The measures for setting up security in a data centre were defined and tested quite a long time ago. Firewall, antivirus and other specialised software exists and is becoming better and better.
However, protecting data today calls for a more flexible and multifaceted approach. The systems have scaled up and become more complex, the interactions between their components have reached a new level, and failing to keep pace with the changes can result in new vulnerabilities.
This is what you must pay attention to when setting up a modern and effective security system:
- Monitoring and supervision of software designed specifically for data centres. This software is usually picked up as-is, and is not viewed as a source of risk.

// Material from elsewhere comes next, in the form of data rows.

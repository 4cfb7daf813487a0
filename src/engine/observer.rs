//! Run lifecycle observer
//!
//! The executor reports progress through a [`RunObserver`] instead of printing.

use std::path::Path;
use tracing::{debug, error, info, warn};

use crate::core::{Step, StepRecord, TraceError};
use crate::engine::run_state::RunPhase;

/// Callbacks at defined points of a task run. All methods default to no-ops.
pub trait RunObserver: Send {
    fn run_started(&mut self, _task_id: &str, _total_steps: usize) {}

    /// The run moved to `phase`
    fn phase_changed(&mut self, _task_id: &str, _phase: RunPhase) {}

    fn step_started(&mut self, _index: usize, _step: &Step) {}

    fn step_completed(&mut self, _record: &StepRecord) {}

    /// A step with an unknown action was skipped
    fn step_skipped(&mut self, _index: usize, _step: &Step) {}

    fn run_completed(&mut self, _task_id: &str, _task_dir: &Path) {}

    fn run_failed(&mut self, _task_id: &str, _error: &TraceError) {}
}

/// Observer that emits tracing events
#[derive(Debug, Clone, Default)]
pub struct TracingObserver;

impl RunObserver for TracingObserver {
    fn run_started(&mut self, task_id: &str, total_steps: usize) {
        info!(task_id, total_steps, "Starting task");
    }

    fn phase_changed(&mut self, task_id: &str, phase: RunPhase) {
        debug!(task_id, ?phase, "Run phase");
    }

    fn step_started(&mut self, index: usize, step: &Step) {
        info!(step = index, action = %step.action, "Step {}: {}", index, step.description);
    }

    fn step_completed(&mut self, record: &StepRecord) {
        info!(
            step = record.index,
            url = %record.url,
            screenshot = record.screenshot.as_deref().unwrap_or("-"),
            "Step complete"
        );
    }

    fn step_skipped(&mut self, index: usize, step: &Step) {
        warn!(step = index, action = %step.action, "Unknown action, skipping");
    }

    fn run_completed(&mut self, task_id: &str, task_dir: &Path) {
        info!(task_id, "Finished task. Dataset at: {}", task_dir.display());
    }

    fn run_failed(&mut self, task_id: &str, err: &TraceError) {
        error!(task_id, step = err.step_index(), "Task failed: {}", err);
    }
}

More attention is paid to traditional web applications (e.g. social media sites) and the software associated with them. At the same time, even the latest firewalls often just ignore the traffic generated by such software. The result is a potential vulnerability in your security system.
- There must be control not only between the data centre and the network, but within the infrastructure of the data centre itself. Various firewalls can cover the perimeter of the system; however, most of the traffic in modern data centres is internal, among the data centre’s applications and services. Any attempt to filter these data flows with perimeter defence measures will compromise the cohesion of data and significantly reduce the performance of the data centre.

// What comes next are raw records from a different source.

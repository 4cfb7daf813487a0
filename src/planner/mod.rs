//! Planning - turns a free-text request into an ordered plan
//!
//! The executor only consumes [`Plan`]s, so any planner that implements
//! [`Planner`] can be swapped in.

mod rules;

pub use rules::RulePlanner;

use crate::core::Plan;

/// Maps a request to a plan. Implementations must be pure and never return
/// an empty plan.
pub trait Planner {
    fn plan(&self, app_name: &str, request: &str) -> Plan;
}
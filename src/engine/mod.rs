//! Task execution engine
//!
//! Runs a plan against a browser and writes the resulting dataset entry.

pub mod capture;
pub mod dataset;
pub mod executor;
pub mod observer;
pub mod resolver;
pub mod run_state;

pub use dataset::TaskLayout;
pub use executor::TaskExecutor;
pub use observer::{RunObserver, TracingObserver};
pub use run_state::{RunPhase, RunState};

This requires your own, often unique solution that is optimised for the structure and traffic in question and customised for the virtual operating environments.

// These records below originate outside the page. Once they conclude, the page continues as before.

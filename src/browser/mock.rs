//! Stand-in browser that logs calls instead of driving a real one
//!
//! Lets the executor run end to end without a browser. Optionally serves a
//! fake page so target resolution can be exercised against known elements.

use async_trait::async_trait;
use std::path::{Path, PathBuf};
use tracing::info;

use crate::browser::{Browser, ElementHandle, Locator};
use crate::core::{Result, TraceError};

/// An element on the fake page
#[derive(Debug, Clone, Default)]
pub struct MockElement {
    pub id: String,
    pub text: Option<String>,
    pub placeholder: Option<String>,
    pub role: Option<String>,
    pub selector: Option<String>,
}

impl MockElement {
    pub fn new(id: impl Into<String>) -> Self {
        Self {
            id: id.into(),
            ..Default::default()
        }
    }

    pub fn text(mut self, text: impl Into<String>) -> Self {
        self.text = Some(text.into());
        self
    }

    pub fn placeholder(mut self, placeholder: impl Into<String>) -> Self {
        self.placeholder = Some(placeholder.into());
        self
    }

    pub fn role(mut self, role: impl Into<String>) -> Self {
        self.role = Some(role.into());
        self
    }

    pub fn selector(mut self, selector: impl Into<String>) -> Self {
        self.selector = Some(selector.into());
        self
    }

    fn matches(&self, locator: &Locator) -> bool {
        match locator {
            Locator::Text(text) => self
                .text
                .as_deref()
                .is_some_and(|t| contains_ignore_case(t, text)),
            Locator::Placeholder(placeholder) => {
                self.placeholder.as_deref() == Some(placeholder.as_str())
            }
            Locator::Role { role, name } => {
                self.role.as_deref() == Some(role.as_str())
                    && self
                        .text
                        .as_deref()
                        .is_some_and(|t| contains_ignore_case(t, name))
            }
            Locator::Selector(selector) => self.selector.as_deref() == Some(selector.as_str()),
        }
    }
}

fn contains_ignore_case(haystack: &str, needle: &str) -> bool {
    haystack.to_lowercase().contains(&needle.to_lowercase())
}

/// A call received by the mock, in order
#[derive(Debug, Clone, PartialEq, Eq)]
pub enum MockCall {
    Open,
    Close,
    Navigate(String),
    Query(Locator),
    Click(ElementHandle),
    Fill { target: ElementHandle, value: String },
    WaitFor { selector: String, timeout_ms: u64 },
    Screenshot(PathBuf),
}

/// Browser stand-in for tests and dry runs
#[derive(Debug)]
pub struct MockBrowser {
    url: String,
    page: Option<Vec<MockElement>>,
    calls: Vec<MockCall>,
    fail_open: bool,
    fail_operation: Option<String>,
}

impl MockBrowser {
    /// A mock where every locator matches one synthetic element
    pub fn new() -> Self {
        Self {
            url: "about:blank".to_string(),
            page: None,
            calls: Vec::new(),
            fail_open: false,
            fail_operation: None,
        }
    }

    /// A mock serving a fixed page; locators only match these elements
    pub fn with_page(elements: Vec<MockElement>) -> Self {
        Self {
            page: Some(elements),
            ..Self::new()
        }
    }

    /// Make `open` fail
    pub fn failing_open(mut self) -> Self {
        self.fail_open = true;
        self
    }

    /// Make one operation (e.g. "navigate", "wait_for") fail
    pub fn failing_on(mut self, operation: impl Into<String>) -> Self {
        self.fail_operation = Some(operation.into());
        self
    }

    /// All calls received so far
    pub fn calls(&self) -> &[MockCall] {
        &self.calls
    }

    /// Number of `close` calls received
    pub fn close_count(&self) -> usize {
        self.calls
            .iter()
            .filter(|c| matches!(c, MockCall::Close))
            .count()
    }

    fn check(&self, operation: &str) -> Result<()> {
        if self.fail_operation.as_deref() == Some(operation) {
            return Err(TraceError::operation(operation, "injected failure"));
        }
        Ok(())
    }
}

impl Default for MockBrowser {
    fn default() -> Self {
        Self::new()
    }
}

#[async_trait]
impl Browser for MockBrowser {
    async fn open(&mut self) -> Result<()> {
        info!("[MockBrowser] open");
        self.calls.push(MockCall::Open);
        if self.fail_open {
            return Err(TraceError::CapabilityOpenFailed(
                "mock configured to fail".to_string(),
            ));
        }
        Ok(())
    }

    async fn close(&mut self) -> Result<()> {
        info!("[MockBrowser] close");
        self.calls.push(MockCall::Close);
        self.check("close")
    }

    async fn navigate(&mut self, url: &str) -> Result<()> {
        info!(url, "[MockBrowser] navigate");
        self.calls.push(MockCall::Navigate(url.to_string()));
        self.check("navigate")?;
        self.url = url.to_string();
        Ok(())
    }

    async fn query(&mut self, locator: &Locator) -> Result<Vec<String>> {
        self.calls.push(MockCall::Query(locator.clone()));
        self.check("query")?;
        let matches = match &self.page {
            None => vec![format!("mock:{}", locator.strategy())],
            Some(elements) => elements
                .iter()
                .filter(|e| e.matches(locator))
                .map(|e| e.id.clone())
                .collect(),
        };
        info!(%locator, count = matches.len(), "[MockBrowser] query");
        Ok(matches)
    }

    async fn click(&mut self, target: &ElementHandle) -> Result<()> {
        info!(target = %target.target, hints = %target.hints, "[MockBrowser] click");
        self.calls.push(MockCall::Click(target.clone()));
        self.check("click")
    }

    async fn fill(&mut self, target: &ElementHandle, value: &str) -> Result<()> {
        info!(target = %target.target, hints = %target.hints, value, "[MockBrowser] fill");
        self.calls.push(MockCall::Fill {
            target: target.clone(),
            value: value.to_string(),
        });
        self.check("fill")
    }

    async fn wait_for(&mut self, selector: &str, timeout_ms: u64) -> Result<()> {
        info!(selector, timeout_ms, "[MockBrowser] wait_for");
        self.calls.push(MockCall::WaitFor {
            selector: selector.to_string(),
            timeout_ms,
        });
        self.check("wait_for")
    }

    async fn screenshot(&mut self, path: &Path) -> Result<()> {
        info!(path = %path.display(), "[MockBrowser] screenshot");
        self.calls.push(MockCall::Screenshot(path.to_path_buf()));
        self.check("screenshot")?;
        if let Some(parent) = path.parent() {
            tokio::fs::create_dir_all(parent).await?;
        }
        tokio::fs::write(path, b"mock screenshot").await?;
        Ok(())
    }

    async fn current_url(&mut self) -> Result<String> {
        self.check("current_url")?;
        Ok(self.url.clone())
    }

    fn name(&self) -> &str {
        "mock"
    }
}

- Embedding ample capacity for adapting to changing operating conditions the structure of a modern data centre is far from being static or monolithic. There is constant motion within the system: from physical components to virtual ones, from traditional network infrastructure to software-defined networks etc. The working environments see constant evolution.
In these conditions, the difficulty of making manual adjustments in lists of rules and something as simple as access rights multiplies, and putting new hardware into service takes longer and longer. This is where automated adaptive mechanisms for applying security rules are so important.
- Network protection: integrated and comprehensive Advanced data centres (such as the data centres of DEAC) are protected not only along their perimeter, but also at the main nodes that can be attacked. This protection should not be simply an added external module, it must be a fully integrated system providing smart security for the entire infrastructure of the data centre.
The problem of comprehensive data protection can only be tackled through continuous improvements and by implementing new solutions.